In general, silver cables have a bright and open sound and they can be harsh to throw details. In fact, plusSound Exo has a rich tone with impactful low end and it doesn’t create a piercing or cold presentation. Overall tone is a little warm in accordance with mid-bass presentation.
The review and comparisons have been determined with using Lear LCM-BD4.2 custom in ear monitor and its stock cable.
Lear stock’s sub-bass has lower resolution, while Exo has more bodied presentation by using larger area of bass-room. Exo significantly has better texturing and hits deeper regions. Overall sub-bass tonality is similar, but Exo’ punches are slightly more emotional and alive.
Overall mid-bass presentation is less prominent on Lear stock, while Exo has a more full-bodied and prominent notes. However, the mid-bass quantity is not exaggerated; Exo doesn’t tighten the stage and doesn’t warm the overall atmosphere more than limits and necessity for smooth touches. It can be thought that Exo has a balanced mid-bass presentation in terms of control and warmth. Additionally, Exo’s resolution is much better than Lear stock.
When compared to Lear stock, Exo has similarly located midrange with same amount of prominence. Exo doesn’t have a laidback presentation here, but neither too forward. In comparison, Exo makes instruments’ positioning in a larger picture by tightening impact and keeping their overall sizes on the stage. On the other hand, Lear stock has non-controlled note releasing and instruments are closely located to each other. This difference makes Exo to create significantly clearer and cleaner picture overall.

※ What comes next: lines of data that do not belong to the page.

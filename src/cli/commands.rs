use std::path::PathBuf;

use clap::{Args, Parser, Subcommand};

#[derive(Parser)]
#[command(name = "sketchpp", about = concat!("sketchpp v", env!("CARGO_PKG_VERSION"), " - sketches in, translation units out"), version)]
pub struct Cli {
    #[command(subcommand)]
    pub command: Commands,

    /// Output as JSON
    #[arg(long, global = true)]
    pub json: bool,

    /// More logging on stderr (-v info, -vv debug, -vvv trace)
    #[arg(short, long, global = true, action = clap::ArgAction::Count)]
    pub verbose: u8,
}

#[derive(Subcommand)]
pub enum Commands {
    /// Convert a sketch into a compilable translation unit
    Convert(ConvertArgs),
    /// List top-level function definitions and whether they need a prototype
    Prototypes(PrototypesArgs),
    /// Map an output line back to the sketch line it came from
    Resolve(ResolveArgs),
    /// Write a default sketchpp.toml in the current directory
    Init(InitArgs),
}

// ---------------------------------------------------------------------------
// Shared sketch args
// ---------------------------------------------------------------------------

#[derive(Args)]
pub struct SketchArgs {
    /// Sketch file to read
    pub input: PathBuf,
    /// Config file (default: nearest sketchpp.toml above the sketch)
    #[arg(long, conflicts_with = "no_config")]
    pub config: Option<PathBuf>,
    /// Ignore any sketchpp.toml
    #[arg(long)]
    pub no_config: bool,
    /// Header whose prototypes count as declared (repeatable)
    #[arg(long = "header", value_name = "PATH", action = clap::ArgAction::Append)]
    pub headers: Vec<PathBuf>,
    /// Emit a #line directive after injected prototypes
    #[arg(long)]
    pub line_directives: bool,
}

// ---------------------------------------------------------------------------
// Command args
// ---------------------------------------------------------------------------

#[derive(Args)]
pub struct ConvertArgs {
    #[command(flatten)]
    pub sketch: SketchArgs,
    /// Where to write the translation unit (default: stdout)
    #[arg(short, long)]
    pub output: Option<PathBuf>,
    /// Also write the line map as JSON
    #[arg(long)]
    pub map: Option<PathBuf>,
}

#[derive(Args)]
pub struct PrototypesArgs {
    #[command(flatten)]
    pub sketch: SketchArgs,
    /// Only list definitions that would get a prototype
    #[arg(long)]
    pub missing: bool,
}

#[derive(Args)]
pub struct ResolveArgs {
    /// Line map written by `convert --map`
    pub map: PathBuf,
    /// 1-indexed line of the translation unit
    pub line: usize,
}

#[derive(Args)]
pub struct InitArgs {
    /// Overwrite an existing sketchpp.toml
    #[arg(long)]
    pub force: bool,
}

In transparency comparison, Exo has slightly better performance, but it has a definite superiority over Lear stock in terms of tone’s richness and resolution. Additionally, it seems that they have similar performance on note thickness, but Exo has slightly fuller notes in accordance with its overall refining superiority. Also, overall tonality is similar, but Exo has a better timbre in accordance with its rich presentation.
Exo has slightly more quantity in this region when compared to Lear stock cable. Lear stock’s treble has significantly uncontrolled note releasing, while Exo has better resolution here. Even if Exo has slightly more prominent treble, it is more forgiving overall and doesn’t try to throw details in a harsh way. Treble notes are weightier and their tone is better on Exo.
Soundstage and Separation:
Exo performs slightly better in terms of width, but it has a significantly deeper stage with recreation of a cleaner picture overall. This stage depth difference makes Exo to have a better layering too. Background blackness performance is similar, but Exo puts cleaner and clearer distances between instruments on a larger space with an airier presentation overall. Additionally, Exo has a better separation by creating more controlled and tighter notes.
plusSound Exo series silver/gold cable has a smooth sound and weighty low end for a standard silver cable. It is also very impressive in accordance with detail creation style and rich midrange. As always, built quality and looking is very nice and plusSound’s customer service is one the best in the industry. Lastly, Exo silver/gold cable is priced at 299 USD at the time of this review posted.